Title notwithstanding, this latest from the National Book Award–winning author is no guidebook to getting woke.

In fact, the word “woke” appears nowhere within its pages. Rather, it is a combination memoir and extension of Atlantic columnist Kendi’s towering Stamped From the Beginning (2016) that leads readers through a taxonomy of racist thought to anti-racist action.

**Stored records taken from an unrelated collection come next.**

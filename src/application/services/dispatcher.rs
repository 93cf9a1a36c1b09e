use serde_json::{json, Value};
use tracing::{debug, warn};

use super::answer_generator::AnswerGenerator;
use super::context_assembler::{Context, ContextAssembler};
use super::extractor::FilterExtractor;
use super::retriever::Retriever;
use super::tools::{
    FilterTerms, GenerateResponseInput, IdentifyFiltersInput, RetrieveComplaintsInput,
    ToolInvocation,
};
use crate::domain::{DomainError, Message, ResultBound, ToolResultBlock, ToolUseBlock};

/// Output of a successful tool run, before it is tied to an invocation id.
#[derive(Debug, Clone, PartialEq)]
pub enum ToolOutput {
    Json(Value),
    Text(String),
}

/// Executes tool requests against the pipeline components.
pub struct ToolDispatcher<'a> {
    extractor: &'a FilterExtractor,
    retriever: &'a Retriever,
    assembler: &'a ContextAssembler,
    generator: &'a AnswerGenerator,
}

impl<'a> ToolDispatcher<'a> {
    pub fn new(
        extractor: &'a FilterExtractor,
        retriever: &'a Retriever,
        assembler: &'a ContextAssembler,
        generator: &'a AnswerGenerator,
    ) -> Self {
        Self {
            extractor,
            retriever,
            assembler,
            generator,
        }
    }

    /// Runs every tool request of `reply` in emitted order and packages the
    /// results into one user turn. Returns `None` when nothing was requested.
    pub fn dispatch_turn(&self, reply: &Message) -> Option<Message> {
        let results: Vec<ToolResultBlock> = reply
            .tool_uses()
            .map(|request| self.dispatch(request))
            .collect();
        (!results.is_empty()).then(|| Message::tool_results(results))
    }

    /// Exactly one result per request; failures become error-flagged results.
    pub fn dispatch(&self, request: &ToolUseBlock) -> ToolResultBlock {
        let id = request.tool_use_id.clone();
        match ToolInvocation::decode(request).and_then(|invocation| self.execute(invocation)) {
            Ok(ToolOutput::Json(value)) => ToolResultBlock::json(id, value),
            Ok(ToolOutput::Text(text)) => ToolResultBlock::text(id, text),
            Err(err) => {
                warn!(
                    target: "complaint_rag::dispatch",
                    tool = %request.name,
                    tool_use_id = %request.tool_use_id,
                    error = %err,
                    "tool invocation failed"
                );
                ToolResultBlock::error(id, err.to_string())
            }
        }
    }

    fn execute(&self, invocation: ToolInvocation) -> Result<ToolOutput, DomainError> {
        debug!(
            target: "complaint_rag::dispatch",
            tool = invocation.kind().name(),
            "executing tool"
        );
        match invocation {
            ToolInvocation::IdentifyFilters(input) => self.identify_filters(input),
            ToolInvocation::RetrieveComplaints(input) => self.retrieve_complaints(input),
            ToolInvocation::GenerateResponse(input) => self.generate_response(input),
        }
    }

    fn identify_filters(&self, input: IdentifyFiltersInput) -> Result<ToolOutput, DomainError> {
        let extraction = self.extractor.extract(&input.user_query);
        let value = serde_json::to_value(&extraction)
            .map_err(|err| DomainError::other(format!("cannot encode filter terms: {err}")))?;
        Ok(ToolOutput::Json(value))
    }

    fn retrieve_complaints(
        &self,
        input: RetrieveComplaintsInput,
    ) -> Result<ToolOutput, DomainError> {
        let FilterTerms {
            metadata_filter,
            k_filter,
        } = input.filter_terms.unwrap_or_default();
        let bound = k_filter
            .as_ref()
            .and_then(ResultBound::from_json)
            .unwrap_or_default();

        let documents =
            self.retriever
                .retrieve_raw(&input.user_query, metadata_filter.as_ref(), bound)?;
        let context = self.assembler.assemble(&documents);

        Ok(ToolOutput::Json(json!({
            "context": context.to_csv(),
            "document_count": context.len(),
        })))
    }

    fn generate_response(&self, input: GenerateResponseInput) -> Result<ToolOutput, DomainError> {
        let context = Context::from_csv(&input.context)?;
        let answer = self.generator.generate(&input.user_query, &context)?;
        Ok(ToolOutput::Text(answer))
    }
}

#[cfg(test)]
mod tests {
    use super::*;
    use crate::application::services::VectorStore;
    use crate::domain::{ContentBlock, Role, ToolResultContent};
    use crate::testing::{pipeline, tool_use, ScriptedModel};
    use std::sync::Arc;

    #[test]
    fn results_follow_request_order() {
        let model = Arc::new(ScriptedModel::new(vec![]));
        let parts = pipeline(model);
        let dispatcher = parts.dispatcher();

        let reply = Message {
            role: Role::Assistant,
            content: vec![
                ContentBlock::Text("Fetching.".into()),
                tool_use("b-2", "get_complaints_data", json!({"user_query": "fees"})),
                tool_use("a-1", "no_such_tool", json!({})),
                tool_use(
                    "c-3",
                    "get_complaints_data",
                    json!({
                        "user_query": "fees",
                        "filter_terms": {"metadata_filter": {"client_region": "LC"}}
                    }),
                ),
            ],
        };

        let turn = dispatcher.dispatch_turn(&reply).unwrap();
        assert_eq!(turn.role, Role::User);
        let ids: Vec<&str> = turn
            .content
            .iter()
            .map(|block| match block {
                ContentBlock::ToolResult(result) => result.tool_use_id.as_str(),
                other => panic!("unexpected block {other:?}"),
            })
            .collect();
        assert_eq!(ids, ["b-2", "a-1", "c-3"]);
    }

    #[test]
    fn invalid_filter_becomes_error_result() {
        let model = Arc::new(ScriptedModel::new(vec![]));
        let parts = pipeline(model);
        let dispatcher = parts.dispatcher();

        let ContentBlock::ToolUse(request) = tool_use(
            "r-1",
            "get_complaints_data",
            json!({
                "user_query": "fees",
                "filter_terms": {"metadata_filter": {"severity": "high"}}
            }),
        ) else {
            unreachable!()
        };

        let result = dispatcher.dispatch(&request);
        assert!(result.is_error());
        let ToolResultContent::Text(description) = &result.content[0] else {
            panic!("error results carry text");
        };
        assert!(description.contains("unknown filter field `severity`"));
    }

    #[test]
    fn retrieval_without_filter_terms_uses_default_bound() {
        let model = Arc::new(ScriptedModel::new(vec![]));
        let parts = pipeline(model);
        let dispatcher = parts.dispatcher();

        let ContentBlock::ToolUse(request) =
            tool_use("r-2", "get_complaints_data", json!({"user_query": "complaints"}))
        else {
            unreachable!()
        };
        let result = dispatcher.dispatch(&request);

        assert!(!result.is_error());
        let ToolResultContent::Json(value) = &result.content[0] else {
            panic!("retrieval returns json");
        };
        assert_eq!(value["document_count"], json!(parts.store.len().unwrap()));
    }

    #[test]
    fn generation_failure_is_reported_not_raised() {
        let model = Arc::new(ScriptedModel::new(vec![Err(DomainError::generation("throttled"))]));
        let parts = pipeline(model);
        let dispatcher = parts.dispatcher();

        let ContentBlock::ToolUse(request) = tool_use(
            "g-1",
            "generate_response",
            json!({"user_query": "why?", "context": "client_region,complaint_text\nMC,late\n"}),
        ) else {
            unreachable!()
        };
        let result = dispatcher.dispatch(&request);
        assert!(result.is_error());
    }

    #[test]
    fn no_requests_means_no_turn() {
        let model = Arc::new(ScriptedModel::new(vec![]));
        let parts = pipeline(model);
        assert!(parts
            .dispatcher()
            .dispatch_turn(&Message::assistant_text("done"))
            .is_none());
    }
}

Never wavering from the thesis introduced in his previous book, that “racism is a powerful collection of racist policies that lead to racial inequity and are substantiated by racist ideas,” the author posits a seemingly simple binary: “Antiracism is a powerful collection of antiracist policies that lead to racial equity and are substantiated by antiracist ideas.” The author, founding director of American University’s Antiracist Research and Policy Center, chronicles how he grew from a childhood steeped in black liberation Christianity to his doctoral studies, identifying and dispelling the layers of racist thought under which he had operated. “Internalized racism,” he writes, “is the real Black on Black Crime.” Kendi methodically examines racism through numerous lenses: power, biology, ethnicity, body, culture, and so forth, all the way to the intersectional constructs of gender racism and queer racism (the only section of the book that feels rushed). Each chapter examines one facet of racism, the authorial camera alternately zooming in on an episode from Kendi’s life that exemplifies it—e.g., as a teen, he wore light-colored contact lenses, wanting “to be Black but…not…to look Black”—and then panning to the history that informs it (the antebellum hierarchy that valued light skin over dark). The author then reframes those received ideas with inexorable logic: “Either racist policy or Black inferiority explains why White people are wealthier, healthier, and more powerful than Black people today.” If Kendi is justifiably hard on America, he’s just as hard on himself. When he began college, “anti-Black racist ideas covered my freshman eyes like my orange contacts.” This unsparing honesty helps readers, both white and people of color, navigate this difficult intellectual territory.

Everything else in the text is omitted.